Friday, December 14, 2007

Religiosity now seems at least as important for public office as leadership qualities

Secular Europe’s Merits By ROGER COHEN Op-Ed Columnist NYT: December 13, 2007
But Bush is no transient phenomenon; he is the expression of a new American religiosity. Romney’s speech and the rapid emergence of the anti-Darwin Baptist minister Mike Huckabee as a rival suggest how estranged the American zeitgeist is from the European.
At a time when growing numbers of Americans identify themselves as born-again evangelicals, and creationism is no joke, Romney’s essentially pitted the faithful against the faithless while attempting to merge Mormonism in mainstream Christianity. Where Kennedy said he believed in a “president whose religious views are his own private affair,” Romney pledged not to “separate us from our religious heritage.”
“Religiosity now seems at least as important for public office as leadership qualities,” said Karl Kaiser, a German political scientist. “The entrance condition for the American presidential race is being religious. If you’re not, you have no chance, which troubles Europeans.”
Of course, the religious heritage of which Romney spoke is real. The Puritans’ vision of America as “a city upon a hill” was based on a covenant with God. As the Bill of Rights was formulated, George Washington alluded in his Thanksgiving Proclamation to “that great and glorious Being who is the beneficent author of all the good that was, that is, or that will be.”
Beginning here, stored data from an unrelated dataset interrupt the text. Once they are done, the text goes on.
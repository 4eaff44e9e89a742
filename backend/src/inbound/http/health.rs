//! Liveness and readiness probes.

use std::sync::atomic::{AtomicBool, Ordering};

use actix_web::{HttpResponse, get, http::header, web};

/// Readiness and liveness flags shared with the probes.
///
/// Starts live but not ready; the binary marks it ready once storage is
/// wired.
pub struct HealthState {
    ready: AtomicBool,
    live: AtomicBool,
}

impl Default for HealthState {
    fn default() -> Self {
        Self {
            ready: AtomicBool::new(false),
            live: AtomicBool::new(true),
        }
    }
}

impl HealthState {
    pub fn new() -> Self {
        Self::default()
    }

    pub fn mark_ready(&self) {
        self.ready.store(true, Ordering::Release);
    }

    /// Fail liveness so orchestrators stop routing during shutdown.
    pub fn mark_unhealthy(&self) {
        self.live.store(false, Ordering::Release);
    }

    pub fn is_ready(&self) -> bool {
        self.ready.load(Ordering::Acquire)
    }

    pub fn is_alive(&self) -> bool {
        self.live.load(Ordering::Acquire)
    }
}

fn probe_response(ok: bool) -> HttpResponse {
    let mut response = if ok {
        HttpResponse::Ok()
    } else {
        HttpResponse::ServiceUnavailable()
    };
    response
        .insert_header((header::CACHE_CONTROL, "no-store"))
        .finish()
}

/// Readiness probe.
#[utoipa::path(
    get,
    path = "/health/ready",
    tags = ["health"],
    responses(
        (status = 200, description = "Server is ready to handle traffic"),
        (status = 503, description = "Server is not ready")
    )
)]
#[get("/health/ready")]
pub async fn ready(state: web::Data<HealthState>) -> HttpResponse {
    probe_response(state.is_ready())
}

/// Liveness probe.
#[utoipa::path(
    get,
    path = "/health/live",
    tags = ["health"],
    responses(
        (status = 200, description = "Server is alive"),
        (status = 503, description = "Server is shutting down")
    )
)]
#[get("/health/live")]
pub async fn live(state: web::Data<HealthState>) -> HttpResponse {
    probe_response(state.is_alive())
}
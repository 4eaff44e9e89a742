//! Request validation producing field-level violations.
//!
//! Validators collect every violation instead of stopping at the first one so
//! clients can fix a whole form in one round trip. Services call them before
//! touching any repository.

use serde::{Deserialize, Serialize};
use utoipa::ToSchema;

use super::post::PostText;
use super::user::{Age, DisplayName, UserProfile};

/// A single constraint violation on an input field.
#[derive(Debug, Clone, PartialEq, Eq, Serialize, Deserialize, ToSchema)]
pub struct FieldViolation {
    /// Name of the offending field as the client sent it.
    #[schema(example = "name")]
    pub field: String,
    /// What is wrong with the value.
    #[schema(example = "name is required")]
    pub message: String,
}

impl FieldViolation {
    /// Build a violation for `field`.
    pub fn new(field: impl Into<String>, message: impl Into<String>) -> Self {
        Self {
            field: field.into(),
            message: message.into(),
        }
    }

    fn required(field: &str) -> Self {
        Self::new(field, format!("{field} is required"))
    }
}

/// Validate a candidate user profile.
///
/// # Examples
/// ```
/// use social_backend::domain::validate_user_profile;
///
/// let violations = validate_user_profile(None, Some(0)).expect_err("invalid");
/// let fields: Vec<_> = violations.iter().map(|v| v.field.as_str()).collect();
/// assert_eq!(fields, ["name", "age"]);
/// ```
pub fn validate_user_profile(
    name: Option<&str>,
    age: Option<i64>,
) -> Result<UserProfile, Vec<FieldViolation>> {
    let mut violations = Vec::new();

    let display_name = match name {
        None => {
            violations.push(FieldViolation::required("name"));
            None
        }
        Some(raw) => match DisplayName::new(raw) {
            Ok(display_name) => Some(display_name),
            Err(err) => {
                violations.push(FieldViolation::new("name", err.to_string()));
                None
            }
        },
    };

    let age = match age {
        None => {
            violations.push(FieldViolation::required("age"));
            None
        }
        Some(raw) => match Age::new(raw) {
            Ok(age) => Some(age),
            Err(err) => {
                violations.push(FieldViolation::new("age", err.to_string()));
                None
            }
        },
    };

    match (display_name, age) {
        (Some(display_name), Some(age)) if violations.is_empty() => {
            Ok(UserProfile { display_name, age })
        }
        _ => Err(violations),
    }
}

/// Validate the text of a new post.
pub fn validate_post_text(text: Option<&str>) -> Result<PostText, Vec<FieldViolation>> {
    let raw = text.ok_or_else(|| vec![FieldViolation::required("text")])?;
    PostText::new(raw).map_err(|err| vec![FieldViolation::new("text", err.to_string())])
}
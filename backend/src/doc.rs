//! OpenAPI documentation configuration.
//!
//! [`ApiDoc`] aggregates every HTTP path and the DTO schemas they reference.
//! Swagger UI serves it in debug builds and `cargo run --bin openapi-dump`
//! exports it for external tooling.

use utoipa::OpenApi;

use crate::domain::{Error, ErrorCode};
use crate::inbound::http::followers::{FollowRequest, FollowerResponse, FollowersResponse};
use crate::inbound::http::posts::{PostRequest, PostResponse, PostView};
use crate::inbound::http::users::{UserRequest, UserResponse};

/// OpenAPI document for the REST API.
#[derive(OpenApi)]
#[openapi(
    info(
        title = "Social graph API",
        description = "Users, follower relationships, and follower-only post visibility."
    ),
    servers(
        (url = "/", description = "Relative to the deployment base URL")
    ),
    paths(
        crate::inbound::http::users::create_user,
        crate::inbound::http::users::list_users,
        crate::inbound::http::users::get_user,
        crate::inbound::http::users::update_user,
        crate::inbound::http::users::delete_user,
        crate::inbound::http::followers::follow_user,
        crate::inbound::http::followers::list_followers,
        crate::inbound::http::followers::unfollow_user,
        crate::inbound::http::posts::create_post,
        crate::inbound::http::posts::list_posts,
        crate::inbound::http::health::ready,
        crate::inbound::http::health::live,
    ),
    components(schemas(
        UserRequest,
        UserResponse,
        FollowRequest,
        FollowerResponse,
        FollowersResponse,
        PostRequest,
        PostResponse,
        PostView,
        Error,
        ErrorCode,
    )),
    tags(
        (name = "users", description = "User lifecycle"),
        (name = "followers", description = "Follow relationships"),
        (name = "posts", description = "Posts visible to followers"),
        (name = "health", description = "Endpoints for health checks")
    )
)]
pub struct ApiDoc;
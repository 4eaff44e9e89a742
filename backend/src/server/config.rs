//! HTTP server configuration object.

use std::net::SocketAddr;

#[cfg(feature = "metrics")]
use actix_web_prom::PrometheusMetrics;

use crate::outbound::persistence::DbPool;

/// Builder-style configuration consumed by [`super::create_server`].
pub struct ServerConfig {
    pub(crate) bind_addr: SocketAddr,
    pub(crate) db_pool: Option<DbPool>,
    #[cfg(feature = "metrics")]
    pub(crate) prometheus: Option<PrometheusMetrics>,
}

impl ServerConfig {
    #[must_use]
    pub fn new(bind_addr: SocketAddr) -> Self {
        Self {
            bind_addr,
            db_pool: None,
            #[cfg(feature = "metrics")]
            prometheus: None,
        }
    }

    /// Attach a database pool; the server then uses the PostgreSQL adapters
    /// instead of the in-memory store.
    #[must_use]
    pub fn with_db_pool(mut self, pool: DbPool) -> Self {
        self.db_pool = Some(pool);
        self
    }

    #[must_use]
    pub fn bind_addr(&self) -> SocketAddr {
        self.bind_addr
    }

    /// Whether a database pool has been attached.
    #[must_use]
    pub fn has_db_pool(&self) -> bool {
        self.db_pool.is_some()
    }

    #[cfg(feature = "metrics")]
    /// Attach Prometheus middleware to the configuration.
    #[must_use]
    pub fn with_metrics(mut self, prometheus: Option<PrometheusMetrics>) -> Self {
        self.prometheus = prometheus;
        self
    }
}
//! PostgreSQL-backed `UserRepository`.

use async_trait::async_trait;
use diesel::prelude::*;
use diesel_async::scoped_futures::ScopedFutureExt;
use diesel_async::{AsyncConnection, RunQueryDsl};
use tracing::debug;

use crate::domain::ports::{UserPersistenceError, UserRepository};
use crate::domain::{Age, DisplayName, User, UserId, UserProfile};

use super::diesel_error_mapping::{map_diesel_error, map_pool_error};
use super::models::{NewUserRow, UserProfileUpdate, UserRow};
use super::pool::{DbPool, PoolError};
use super::schema::{followers, posts, users};

/// Diesel-backed user repository.
#[derive(Clone)]
pub struct DieselUserRepository {
    pool: DbPool,
}

impl DieselUserRepository {
    /// Build a repository drawing connections from `pool`.
    pub fn new(pool: DbPool) -> Self {
        Self { pool }
    }
}

fn map_pool(error: PoolError) -> UserPersistenceError {
    map_pool_error(error, UserPersistenceError::connection)
}

fn map_diesel(error: diesel::result::Error) -> UserPersistenceError {
    map_diesel_error(
        error,
        UserPersistenceError::query,
        UserPersistenceError::connection,
    )
}

fn age_column(user: &User) -> Result<i32, UserPersistenceError> {
    i32::try_from(user.age().value())
        .map_err(|_| UserPersistenceError::query("age exceeds column range"))
}

fn row_to_user(row: UserRow) -> Result<User, UserPersistenceError> {
    let display_name = DisplayName::new(row.name)
        .map_err(|err| UserPersistenceError::query(format!("stored user name invalid: {err}")))?;
    let age = Age::new(i64::from(row.age))
        .map_err(|err| UserPersistenceError::query(format!("stored user age invalid: {err}")))?;
    Ok(User::new(
        UserId::from_uuid(row.id),
        UserProfile { display_name, age },
        row.created_at,
    ))
}

#[async_trait]
impl UserRepository for DieselUserRepository {
    async fn insert(&self, user: &User) -> Result<(), UserPersistenceError> {
        let row = NewUserRow {
            id: *user.id().as_uuid(),
            name: user.display_name().as_ref(),
            age: age_column(user)?,
            created_at: user.created_at(),
        };
        let mut conn = self.pool.get().await.map_err(map_pool)?;
        diesel::insert_into(users::table)
            .values(&row)
            .execute(&mut conn)
            .await
            .map(|_| ())
            .map_err(map_diesel)
    }

    async fn update(&self, user: &User) -> Result<bool, UserPersistenceError> {
        let changes = UserProfileUpdate {
            name: user.display_name().as_ref(),
            age: age_column(user)?,
        };
        let mut conn = self.pool.get().await.map_err(map_pool)?;
        let updated = diesel::update(users::table.find(*user.id().as_uuid()))
            .set(&changes)
            .execute(&mut conn)
            .await
            .map_err(map_diesel)?;
        Ok(updated > 0)
    }

    async fn find_by_id(&self, id: &UserId) -> Result<Option<User>, UserPersistenceError> {
        let mut conn = self.pool.get().await.map_err(map_pool)?;
        users::table
            .find(*id.as_uuid())
            .select(UserRow::as_select())
            .first(&mut conn)
            .await
            .optional()
            .map_err(map_diesel)?
            .map(row_to_user)
            .transpose()
    }

    async fn list_all(&self) -> Result<Vec<User>, UserPersistenceError> {
        let mut conn = self.pool.get().await.map_err(map_pool)?;
        users::table
            .order(users::seq.asc())
            .select(UserRow::as_select())
            .load(&mut conn)
            .await
            .map_err(map_diesel)?
            .into_iter()
            .map(row_to_user)
            .collect()
    }

    async fn delete_cascade(&self, id: &UserId) -> Result<bool, UserPersistenceError> {
        let id = *id.as_uuid();
        let mut conn = self.pool.get().await.map_err(map_pool)?;
        let (edges, authored, removed) = conn
            .transaction(|conn| {
                async move {
                    let edges = diesel::delete(
                        followers::table.filter(
                            followers::user_id
                                .eq(id)
                                .or(followers::follower_id.eq(id)),
                        ),
                    )
                    .execute(conn)
                    .await?;
                    let authored = diesel::delete(posts::table.filter(posts::user_id.eq(id)))
                        .execute(conn)
                        .await?;
                    let removed = diesel::delete(users::table.find(id)).execute(conn).await?;
                    Ok::<_, diesel::result::Error>((edges, authored, removed))
                }
                .scope_boxed()
            })
            .await
            .map_err(map_diesel)?;
        debug!(user_id = %id, edges, authored, removed, "cascade delete committed");
        Ok(removed > 0)
    }
}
Religion informed America’s birth. But its distancing from politics was decisive to the republic’s success. Indeed, the devastating European experience of religious war influenced the founders’ thinking. That is why I find Romney’s speech and the society it reflects far more troubling than Europe’s vacant cathedrals.
Romney allows no place in the United States for atheists. He opines that, “Freedom requires religion just as religion requires freedom.” Yet secular Sweden is free while religious Iran is not. Buddhism, among other great Oriental religions, is forgotten.
He shows a Wikipedia-level appreciation of other religions, admiring “the commitment to frequent prayer of the Muslims” and “the ancient traditions of the Jews.” These vapid nostrums suggest his innermost conviction of America’s true faith. A devout Christian vision emerges of a U.S. society that is in fact increasingly diverse.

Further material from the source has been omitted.